__EXERCISE INSTRUCTIONS__. Scan the records below for the string "disconnects" and return every line where it appears.

__Stored data entries__.
*** Block opens ***
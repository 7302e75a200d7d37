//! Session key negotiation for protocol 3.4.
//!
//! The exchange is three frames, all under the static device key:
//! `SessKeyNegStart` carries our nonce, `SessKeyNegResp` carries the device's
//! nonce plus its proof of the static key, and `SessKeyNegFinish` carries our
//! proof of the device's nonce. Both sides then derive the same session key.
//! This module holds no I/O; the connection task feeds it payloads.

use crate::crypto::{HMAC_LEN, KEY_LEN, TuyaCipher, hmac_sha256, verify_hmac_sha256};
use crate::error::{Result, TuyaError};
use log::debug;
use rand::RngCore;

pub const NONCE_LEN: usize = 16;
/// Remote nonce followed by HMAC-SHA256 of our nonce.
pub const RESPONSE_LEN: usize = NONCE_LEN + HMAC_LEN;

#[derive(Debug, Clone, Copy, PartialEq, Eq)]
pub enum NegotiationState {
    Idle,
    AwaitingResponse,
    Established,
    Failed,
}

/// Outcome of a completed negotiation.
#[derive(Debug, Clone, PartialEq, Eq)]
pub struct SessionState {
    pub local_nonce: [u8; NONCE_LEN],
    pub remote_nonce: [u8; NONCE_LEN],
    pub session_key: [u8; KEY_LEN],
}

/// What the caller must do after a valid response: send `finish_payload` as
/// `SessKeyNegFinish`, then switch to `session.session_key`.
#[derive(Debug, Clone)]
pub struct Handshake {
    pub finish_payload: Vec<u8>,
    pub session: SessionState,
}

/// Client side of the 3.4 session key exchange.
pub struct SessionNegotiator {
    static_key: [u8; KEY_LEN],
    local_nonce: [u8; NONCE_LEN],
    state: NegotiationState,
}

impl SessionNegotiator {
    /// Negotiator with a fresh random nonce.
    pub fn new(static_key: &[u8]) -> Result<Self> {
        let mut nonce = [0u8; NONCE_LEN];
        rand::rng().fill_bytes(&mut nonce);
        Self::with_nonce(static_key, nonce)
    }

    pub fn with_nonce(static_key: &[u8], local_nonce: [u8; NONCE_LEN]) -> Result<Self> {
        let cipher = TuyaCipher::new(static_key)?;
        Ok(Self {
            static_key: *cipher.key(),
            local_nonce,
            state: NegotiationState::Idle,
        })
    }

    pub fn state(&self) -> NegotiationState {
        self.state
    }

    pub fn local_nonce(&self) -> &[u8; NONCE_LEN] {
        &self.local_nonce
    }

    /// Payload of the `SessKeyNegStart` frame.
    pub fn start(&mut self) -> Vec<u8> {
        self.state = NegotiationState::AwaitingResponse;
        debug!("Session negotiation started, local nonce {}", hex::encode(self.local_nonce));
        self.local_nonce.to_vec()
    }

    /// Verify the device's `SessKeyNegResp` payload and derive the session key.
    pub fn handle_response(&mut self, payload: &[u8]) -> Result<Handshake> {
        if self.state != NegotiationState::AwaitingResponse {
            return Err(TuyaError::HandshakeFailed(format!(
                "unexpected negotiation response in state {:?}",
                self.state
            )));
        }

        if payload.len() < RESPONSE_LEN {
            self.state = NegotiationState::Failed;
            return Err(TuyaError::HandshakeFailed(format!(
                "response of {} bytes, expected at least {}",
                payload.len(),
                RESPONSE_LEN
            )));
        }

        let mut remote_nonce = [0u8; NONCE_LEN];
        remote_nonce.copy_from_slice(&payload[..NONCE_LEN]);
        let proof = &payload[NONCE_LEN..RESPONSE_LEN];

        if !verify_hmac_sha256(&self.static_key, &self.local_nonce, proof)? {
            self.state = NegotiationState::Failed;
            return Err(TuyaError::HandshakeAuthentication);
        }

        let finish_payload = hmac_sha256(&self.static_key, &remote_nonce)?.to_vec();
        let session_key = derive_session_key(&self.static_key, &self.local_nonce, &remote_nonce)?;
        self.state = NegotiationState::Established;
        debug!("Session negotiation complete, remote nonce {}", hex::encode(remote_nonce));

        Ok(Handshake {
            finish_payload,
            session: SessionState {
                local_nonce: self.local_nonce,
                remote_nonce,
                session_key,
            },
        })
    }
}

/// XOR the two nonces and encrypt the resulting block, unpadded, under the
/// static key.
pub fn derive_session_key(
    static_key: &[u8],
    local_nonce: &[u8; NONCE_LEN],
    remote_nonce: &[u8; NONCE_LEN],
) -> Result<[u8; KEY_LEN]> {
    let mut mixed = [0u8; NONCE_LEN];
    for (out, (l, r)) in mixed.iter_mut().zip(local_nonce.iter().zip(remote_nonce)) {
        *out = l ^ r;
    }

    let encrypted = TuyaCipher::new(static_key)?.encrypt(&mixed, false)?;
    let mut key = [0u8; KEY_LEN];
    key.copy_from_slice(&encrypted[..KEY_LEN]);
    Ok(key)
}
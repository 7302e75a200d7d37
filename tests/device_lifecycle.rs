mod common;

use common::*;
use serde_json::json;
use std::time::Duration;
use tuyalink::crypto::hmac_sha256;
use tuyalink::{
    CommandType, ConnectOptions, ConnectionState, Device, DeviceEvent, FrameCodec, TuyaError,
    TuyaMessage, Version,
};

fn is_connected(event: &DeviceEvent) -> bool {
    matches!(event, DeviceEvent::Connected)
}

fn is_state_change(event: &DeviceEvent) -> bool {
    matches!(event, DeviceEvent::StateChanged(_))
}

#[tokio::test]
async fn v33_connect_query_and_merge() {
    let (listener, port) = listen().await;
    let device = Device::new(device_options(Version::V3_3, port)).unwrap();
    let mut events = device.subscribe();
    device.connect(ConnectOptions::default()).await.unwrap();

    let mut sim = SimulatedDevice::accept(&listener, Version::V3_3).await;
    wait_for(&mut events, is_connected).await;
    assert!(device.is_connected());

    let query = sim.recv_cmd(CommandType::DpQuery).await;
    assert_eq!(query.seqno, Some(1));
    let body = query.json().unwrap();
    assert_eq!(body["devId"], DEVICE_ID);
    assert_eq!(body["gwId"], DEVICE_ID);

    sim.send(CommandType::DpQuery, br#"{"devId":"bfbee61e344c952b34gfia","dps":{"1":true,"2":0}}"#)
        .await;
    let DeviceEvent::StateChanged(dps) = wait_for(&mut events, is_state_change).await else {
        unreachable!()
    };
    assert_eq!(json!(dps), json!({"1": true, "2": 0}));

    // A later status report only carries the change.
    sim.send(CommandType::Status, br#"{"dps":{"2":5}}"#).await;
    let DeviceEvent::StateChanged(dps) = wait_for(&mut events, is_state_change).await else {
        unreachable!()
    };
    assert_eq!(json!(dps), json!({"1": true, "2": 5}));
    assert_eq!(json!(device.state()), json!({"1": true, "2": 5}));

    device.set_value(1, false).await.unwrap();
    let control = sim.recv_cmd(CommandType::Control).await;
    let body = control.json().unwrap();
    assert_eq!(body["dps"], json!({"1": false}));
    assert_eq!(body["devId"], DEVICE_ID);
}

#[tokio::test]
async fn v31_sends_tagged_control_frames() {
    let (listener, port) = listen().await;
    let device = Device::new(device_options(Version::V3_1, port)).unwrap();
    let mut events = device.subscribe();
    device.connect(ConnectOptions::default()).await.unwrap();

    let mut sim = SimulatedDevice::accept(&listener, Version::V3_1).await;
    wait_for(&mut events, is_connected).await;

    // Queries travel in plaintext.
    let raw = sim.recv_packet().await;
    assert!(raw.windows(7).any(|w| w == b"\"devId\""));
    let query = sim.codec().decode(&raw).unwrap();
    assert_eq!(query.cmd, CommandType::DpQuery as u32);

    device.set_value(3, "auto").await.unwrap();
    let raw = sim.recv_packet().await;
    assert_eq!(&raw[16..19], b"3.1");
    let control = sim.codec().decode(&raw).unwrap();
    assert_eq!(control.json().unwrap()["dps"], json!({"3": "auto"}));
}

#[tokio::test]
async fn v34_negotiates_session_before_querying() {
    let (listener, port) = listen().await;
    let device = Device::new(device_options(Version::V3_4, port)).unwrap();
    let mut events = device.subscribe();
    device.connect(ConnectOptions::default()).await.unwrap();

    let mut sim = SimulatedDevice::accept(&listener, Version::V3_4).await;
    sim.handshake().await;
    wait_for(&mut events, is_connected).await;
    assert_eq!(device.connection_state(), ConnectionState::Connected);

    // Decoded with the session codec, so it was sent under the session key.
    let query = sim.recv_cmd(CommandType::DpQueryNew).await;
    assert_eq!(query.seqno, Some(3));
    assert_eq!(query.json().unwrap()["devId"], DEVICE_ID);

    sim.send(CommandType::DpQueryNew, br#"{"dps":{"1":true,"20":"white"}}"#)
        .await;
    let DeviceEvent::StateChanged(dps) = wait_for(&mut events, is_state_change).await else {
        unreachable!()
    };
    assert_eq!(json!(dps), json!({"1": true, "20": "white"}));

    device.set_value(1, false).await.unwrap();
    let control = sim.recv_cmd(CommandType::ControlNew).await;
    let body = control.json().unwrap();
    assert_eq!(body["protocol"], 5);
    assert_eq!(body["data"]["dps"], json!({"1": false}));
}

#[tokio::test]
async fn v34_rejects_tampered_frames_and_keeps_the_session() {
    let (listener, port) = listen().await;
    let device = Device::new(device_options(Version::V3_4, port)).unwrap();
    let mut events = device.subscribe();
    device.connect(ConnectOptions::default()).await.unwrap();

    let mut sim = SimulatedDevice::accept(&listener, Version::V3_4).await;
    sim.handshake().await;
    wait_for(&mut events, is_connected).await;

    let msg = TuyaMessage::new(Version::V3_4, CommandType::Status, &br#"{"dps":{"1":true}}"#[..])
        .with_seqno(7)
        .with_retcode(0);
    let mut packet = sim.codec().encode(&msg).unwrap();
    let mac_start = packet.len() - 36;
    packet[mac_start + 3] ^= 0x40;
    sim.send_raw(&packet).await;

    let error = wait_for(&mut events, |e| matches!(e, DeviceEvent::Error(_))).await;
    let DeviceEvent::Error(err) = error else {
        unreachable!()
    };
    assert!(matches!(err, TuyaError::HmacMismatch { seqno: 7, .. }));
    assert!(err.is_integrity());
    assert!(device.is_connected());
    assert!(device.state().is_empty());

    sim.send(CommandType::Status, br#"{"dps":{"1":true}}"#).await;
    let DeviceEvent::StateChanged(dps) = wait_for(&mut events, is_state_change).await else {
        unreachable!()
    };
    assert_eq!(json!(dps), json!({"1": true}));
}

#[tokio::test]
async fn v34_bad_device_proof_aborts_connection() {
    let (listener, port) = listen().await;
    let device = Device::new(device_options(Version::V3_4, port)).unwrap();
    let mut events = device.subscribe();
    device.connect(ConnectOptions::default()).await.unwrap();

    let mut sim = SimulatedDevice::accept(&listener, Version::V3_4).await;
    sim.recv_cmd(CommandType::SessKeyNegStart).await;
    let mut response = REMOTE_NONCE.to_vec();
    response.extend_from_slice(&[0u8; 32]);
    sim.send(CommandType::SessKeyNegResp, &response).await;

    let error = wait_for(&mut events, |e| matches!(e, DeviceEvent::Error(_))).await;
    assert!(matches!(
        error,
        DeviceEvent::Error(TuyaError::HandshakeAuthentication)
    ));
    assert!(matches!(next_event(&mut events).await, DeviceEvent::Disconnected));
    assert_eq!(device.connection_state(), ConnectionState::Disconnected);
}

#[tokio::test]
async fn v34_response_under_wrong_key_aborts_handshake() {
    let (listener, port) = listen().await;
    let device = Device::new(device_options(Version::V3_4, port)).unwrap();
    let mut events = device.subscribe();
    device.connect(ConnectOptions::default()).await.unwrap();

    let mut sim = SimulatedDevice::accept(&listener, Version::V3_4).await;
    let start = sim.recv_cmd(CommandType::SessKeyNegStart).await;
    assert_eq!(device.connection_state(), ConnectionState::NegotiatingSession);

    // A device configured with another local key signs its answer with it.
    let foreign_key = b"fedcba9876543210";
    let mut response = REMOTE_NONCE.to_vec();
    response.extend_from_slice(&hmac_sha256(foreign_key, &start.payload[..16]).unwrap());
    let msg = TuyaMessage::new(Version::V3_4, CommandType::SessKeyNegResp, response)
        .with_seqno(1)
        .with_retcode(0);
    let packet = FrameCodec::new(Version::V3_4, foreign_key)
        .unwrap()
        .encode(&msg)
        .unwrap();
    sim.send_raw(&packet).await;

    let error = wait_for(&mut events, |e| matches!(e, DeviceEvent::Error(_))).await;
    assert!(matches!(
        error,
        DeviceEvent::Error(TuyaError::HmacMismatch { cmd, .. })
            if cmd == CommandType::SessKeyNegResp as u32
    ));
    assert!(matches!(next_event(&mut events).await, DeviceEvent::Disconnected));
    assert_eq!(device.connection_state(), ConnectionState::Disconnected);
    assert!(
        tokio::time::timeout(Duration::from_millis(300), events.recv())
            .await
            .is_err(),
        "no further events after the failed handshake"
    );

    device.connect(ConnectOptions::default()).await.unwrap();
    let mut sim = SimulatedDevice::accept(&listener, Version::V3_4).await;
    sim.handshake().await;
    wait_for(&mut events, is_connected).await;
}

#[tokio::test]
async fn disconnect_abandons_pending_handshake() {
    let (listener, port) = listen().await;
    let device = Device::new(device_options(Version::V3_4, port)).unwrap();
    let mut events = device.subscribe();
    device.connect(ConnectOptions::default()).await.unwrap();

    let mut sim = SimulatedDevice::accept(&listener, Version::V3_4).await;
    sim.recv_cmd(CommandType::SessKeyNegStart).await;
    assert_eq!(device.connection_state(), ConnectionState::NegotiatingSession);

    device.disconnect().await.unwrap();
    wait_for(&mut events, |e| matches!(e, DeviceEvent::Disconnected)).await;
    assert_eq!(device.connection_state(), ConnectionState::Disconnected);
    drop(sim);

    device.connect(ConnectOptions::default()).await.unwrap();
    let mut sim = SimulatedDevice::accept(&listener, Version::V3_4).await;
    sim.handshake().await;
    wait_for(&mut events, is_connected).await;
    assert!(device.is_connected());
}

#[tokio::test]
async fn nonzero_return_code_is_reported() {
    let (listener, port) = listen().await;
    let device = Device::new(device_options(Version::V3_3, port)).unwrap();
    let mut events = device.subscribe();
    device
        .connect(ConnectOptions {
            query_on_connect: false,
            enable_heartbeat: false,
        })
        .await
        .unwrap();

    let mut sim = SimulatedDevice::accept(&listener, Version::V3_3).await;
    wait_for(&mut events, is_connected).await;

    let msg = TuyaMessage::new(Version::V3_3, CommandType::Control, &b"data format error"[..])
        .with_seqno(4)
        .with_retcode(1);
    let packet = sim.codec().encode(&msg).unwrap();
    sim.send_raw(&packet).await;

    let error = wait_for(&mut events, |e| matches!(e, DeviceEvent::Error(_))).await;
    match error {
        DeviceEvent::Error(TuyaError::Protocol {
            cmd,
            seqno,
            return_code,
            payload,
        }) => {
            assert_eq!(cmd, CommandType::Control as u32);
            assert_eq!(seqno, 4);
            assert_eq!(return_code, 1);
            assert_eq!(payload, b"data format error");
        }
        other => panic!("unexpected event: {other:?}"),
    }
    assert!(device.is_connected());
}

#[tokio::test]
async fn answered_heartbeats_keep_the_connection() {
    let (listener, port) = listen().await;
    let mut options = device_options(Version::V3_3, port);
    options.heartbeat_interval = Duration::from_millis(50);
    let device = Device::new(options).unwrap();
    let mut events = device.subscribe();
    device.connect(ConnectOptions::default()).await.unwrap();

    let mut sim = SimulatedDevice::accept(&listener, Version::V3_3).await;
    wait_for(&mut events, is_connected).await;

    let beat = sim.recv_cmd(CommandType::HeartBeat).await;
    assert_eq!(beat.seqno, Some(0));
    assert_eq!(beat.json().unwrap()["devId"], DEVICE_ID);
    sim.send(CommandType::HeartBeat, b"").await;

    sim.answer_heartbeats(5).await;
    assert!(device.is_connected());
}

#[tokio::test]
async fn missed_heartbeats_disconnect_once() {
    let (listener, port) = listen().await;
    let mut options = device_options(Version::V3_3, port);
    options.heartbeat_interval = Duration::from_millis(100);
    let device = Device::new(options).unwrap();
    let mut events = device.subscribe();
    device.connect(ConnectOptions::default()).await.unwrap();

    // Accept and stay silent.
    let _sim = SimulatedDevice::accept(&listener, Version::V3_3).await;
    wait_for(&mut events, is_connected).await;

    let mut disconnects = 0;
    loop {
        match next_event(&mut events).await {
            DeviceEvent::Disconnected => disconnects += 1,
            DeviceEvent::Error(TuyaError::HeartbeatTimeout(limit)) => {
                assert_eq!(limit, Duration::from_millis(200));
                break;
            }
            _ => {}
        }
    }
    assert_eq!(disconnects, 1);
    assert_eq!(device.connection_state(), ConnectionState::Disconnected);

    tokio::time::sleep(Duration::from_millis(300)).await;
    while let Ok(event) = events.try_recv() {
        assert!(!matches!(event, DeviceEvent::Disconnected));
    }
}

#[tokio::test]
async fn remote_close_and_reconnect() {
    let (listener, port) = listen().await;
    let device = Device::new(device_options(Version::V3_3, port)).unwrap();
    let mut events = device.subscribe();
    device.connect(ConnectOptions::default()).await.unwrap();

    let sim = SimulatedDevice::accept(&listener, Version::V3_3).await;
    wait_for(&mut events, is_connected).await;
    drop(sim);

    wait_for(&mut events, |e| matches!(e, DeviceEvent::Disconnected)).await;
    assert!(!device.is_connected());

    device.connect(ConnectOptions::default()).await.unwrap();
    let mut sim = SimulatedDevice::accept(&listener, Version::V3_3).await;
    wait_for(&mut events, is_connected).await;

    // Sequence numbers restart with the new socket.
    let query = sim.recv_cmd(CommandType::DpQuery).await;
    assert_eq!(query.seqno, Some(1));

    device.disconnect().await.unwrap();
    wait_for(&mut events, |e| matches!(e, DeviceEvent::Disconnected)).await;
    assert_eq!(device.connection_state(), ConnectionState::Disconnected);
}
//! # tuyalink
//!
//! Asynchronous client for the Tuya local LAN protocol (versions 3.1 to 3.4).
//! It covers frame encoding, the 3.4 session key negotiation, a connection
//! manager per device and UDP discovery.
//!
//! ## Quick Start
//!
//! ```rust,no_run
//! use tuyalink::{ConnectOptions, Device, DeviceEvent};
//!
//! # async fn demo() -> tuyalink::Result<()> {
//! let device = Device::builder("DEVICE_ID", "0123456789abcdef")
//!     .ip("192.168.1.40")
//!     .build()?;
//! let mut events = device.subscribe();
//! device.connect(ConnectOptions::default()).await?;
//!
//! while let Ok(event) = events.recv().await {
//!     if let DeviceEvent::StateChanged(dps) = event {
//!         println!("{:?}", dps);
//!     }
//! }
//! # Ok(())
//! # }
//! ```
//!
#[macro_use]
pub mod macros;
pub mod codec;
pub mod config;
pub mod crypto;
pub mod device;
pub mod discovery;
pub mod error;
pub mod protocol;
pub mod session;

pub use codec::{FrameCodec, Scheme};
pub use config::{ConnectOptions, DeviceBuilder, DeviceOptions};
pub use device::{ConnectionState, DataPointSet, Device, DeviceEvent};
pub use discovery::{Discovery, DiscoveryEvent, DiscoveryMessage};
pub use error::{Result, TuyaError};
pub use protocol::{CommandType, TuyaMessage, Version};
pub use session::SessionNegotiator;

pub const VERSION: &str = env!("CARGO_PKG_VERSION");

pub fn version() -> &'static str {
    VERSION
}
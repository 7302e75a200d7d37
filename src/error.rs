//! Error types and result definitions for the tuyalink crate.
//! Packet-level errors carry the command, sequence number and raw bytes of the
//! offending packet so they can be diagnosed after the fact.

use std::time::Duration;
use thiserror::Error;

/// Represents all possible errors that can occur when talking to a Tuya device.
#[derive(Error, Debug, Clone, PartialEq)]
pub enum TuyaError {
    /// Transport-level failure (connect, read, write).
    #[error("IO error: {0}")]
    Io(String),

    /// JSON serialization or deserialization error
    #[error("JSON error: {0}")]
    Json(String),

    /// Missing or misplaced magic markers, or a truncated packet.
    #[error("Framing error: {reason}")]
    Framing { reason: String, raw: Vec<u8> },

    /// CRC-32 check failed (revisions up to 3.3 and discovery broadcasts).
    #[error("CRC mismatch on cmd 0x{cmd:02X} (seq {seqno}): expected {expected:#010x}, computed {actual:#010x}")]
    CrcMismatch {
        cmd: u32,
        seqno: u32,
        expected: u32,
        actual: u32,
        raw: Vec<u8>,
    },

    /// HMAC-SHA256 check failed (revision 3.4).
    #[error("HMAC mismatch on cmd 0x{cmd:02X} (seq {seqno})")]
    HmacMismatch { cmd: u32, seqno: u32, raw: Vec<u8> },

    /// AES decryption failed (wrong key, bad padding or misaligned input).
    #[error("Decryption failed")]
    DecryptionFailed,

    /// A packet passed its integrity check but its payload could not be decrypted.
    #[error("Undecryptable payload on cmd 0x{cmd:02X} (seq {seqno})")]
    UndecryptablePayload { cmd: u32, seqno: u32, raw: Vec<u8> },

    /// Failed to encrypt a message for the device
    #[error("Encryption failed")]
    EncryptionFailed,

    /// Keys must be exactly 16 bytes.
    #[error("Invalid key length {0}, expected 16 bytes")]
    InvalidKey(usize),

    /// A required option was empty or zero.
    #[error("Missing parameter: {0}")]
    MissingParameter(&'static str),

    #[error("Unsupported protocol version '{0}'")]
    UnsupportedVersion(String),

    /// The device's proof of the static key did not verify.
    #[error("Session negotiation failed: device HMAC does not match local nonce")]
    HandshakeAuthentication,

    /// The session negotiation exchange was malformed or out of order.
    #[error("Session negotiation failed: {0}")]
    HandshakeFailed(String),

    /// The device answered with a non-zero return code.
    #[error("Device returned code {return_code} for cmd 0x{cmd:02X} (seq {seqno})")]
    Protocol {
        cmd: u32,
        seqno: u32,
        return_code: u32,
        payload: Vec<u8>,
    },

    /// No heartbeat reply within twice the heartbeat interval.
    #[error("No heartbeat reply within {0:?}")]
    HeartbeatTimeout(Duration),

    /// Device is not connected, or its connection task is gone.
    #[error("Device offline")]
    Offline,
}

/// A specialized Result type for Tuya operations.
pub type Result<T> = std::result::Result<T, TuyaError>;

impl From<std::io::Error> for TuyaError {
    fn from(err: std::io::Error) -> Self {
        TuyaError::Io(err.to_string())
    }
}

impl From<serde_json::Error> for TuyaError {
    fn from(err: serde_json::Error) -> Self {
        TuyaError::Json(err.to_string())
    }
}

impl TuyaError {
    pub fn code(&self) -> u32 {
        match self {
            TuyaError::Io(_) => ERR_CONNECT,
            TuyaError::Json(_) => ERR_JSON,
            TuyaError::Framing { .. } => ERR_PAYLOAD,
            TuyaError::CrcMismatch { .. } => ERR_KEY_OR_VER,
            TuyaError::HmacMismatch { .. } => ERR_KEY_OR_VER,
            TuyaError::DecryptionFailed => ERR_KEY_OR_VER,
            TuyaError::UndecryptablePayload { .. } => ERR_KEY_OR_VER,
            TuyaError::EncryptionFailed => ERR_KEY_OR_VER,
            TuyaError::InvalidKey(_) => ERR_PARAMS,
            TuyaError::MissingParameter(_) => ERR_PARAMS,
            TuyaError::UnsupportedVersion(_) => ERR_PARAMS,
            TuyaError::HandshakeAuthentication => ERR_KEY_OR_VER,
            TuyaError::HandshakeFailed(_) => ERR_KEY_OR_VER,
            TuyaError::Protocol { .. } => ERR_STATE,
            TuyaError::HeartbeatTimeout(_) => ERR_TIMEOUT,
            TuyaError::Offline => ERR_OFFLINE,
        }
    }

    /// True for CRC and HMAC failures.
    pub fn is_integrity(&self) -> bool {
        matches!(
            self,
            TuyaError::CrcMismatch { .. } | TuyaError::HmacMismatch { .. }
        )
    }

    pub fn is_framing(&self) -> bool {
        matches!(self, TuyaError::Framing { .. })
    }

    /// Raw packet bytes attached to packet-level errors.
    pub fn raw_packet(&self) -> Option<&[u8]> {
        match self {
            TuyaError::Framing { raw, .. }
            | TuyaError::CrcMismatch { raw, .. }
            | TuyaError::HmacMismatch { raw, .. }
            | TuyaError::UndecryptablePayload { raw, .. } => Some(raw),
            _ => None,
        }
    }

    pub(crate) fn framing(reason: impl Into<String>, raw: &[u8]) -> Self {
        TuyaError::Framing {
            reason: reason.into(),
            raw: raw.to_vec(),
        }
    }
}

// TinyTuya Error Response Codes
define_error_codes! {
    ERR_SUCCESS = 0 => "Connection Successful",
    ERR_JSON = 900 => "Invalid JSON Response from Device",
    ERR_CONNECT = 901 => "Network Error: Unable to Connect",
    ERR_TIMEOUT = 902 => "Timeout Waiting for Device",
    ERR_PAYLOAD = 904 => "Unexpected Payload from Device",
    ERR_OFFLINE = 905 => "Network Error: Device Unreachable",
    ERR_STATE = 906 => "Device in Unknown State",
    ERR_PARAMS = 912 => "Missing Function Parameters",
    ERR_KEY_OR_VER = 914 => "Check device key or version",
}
*** Block closes ***
__TASK OUTPUT__.
    let mut disconnects = 0;
            DeviceEvent::Disconnected => disconnects += 1,
    assert_eq!(disconnects, 1);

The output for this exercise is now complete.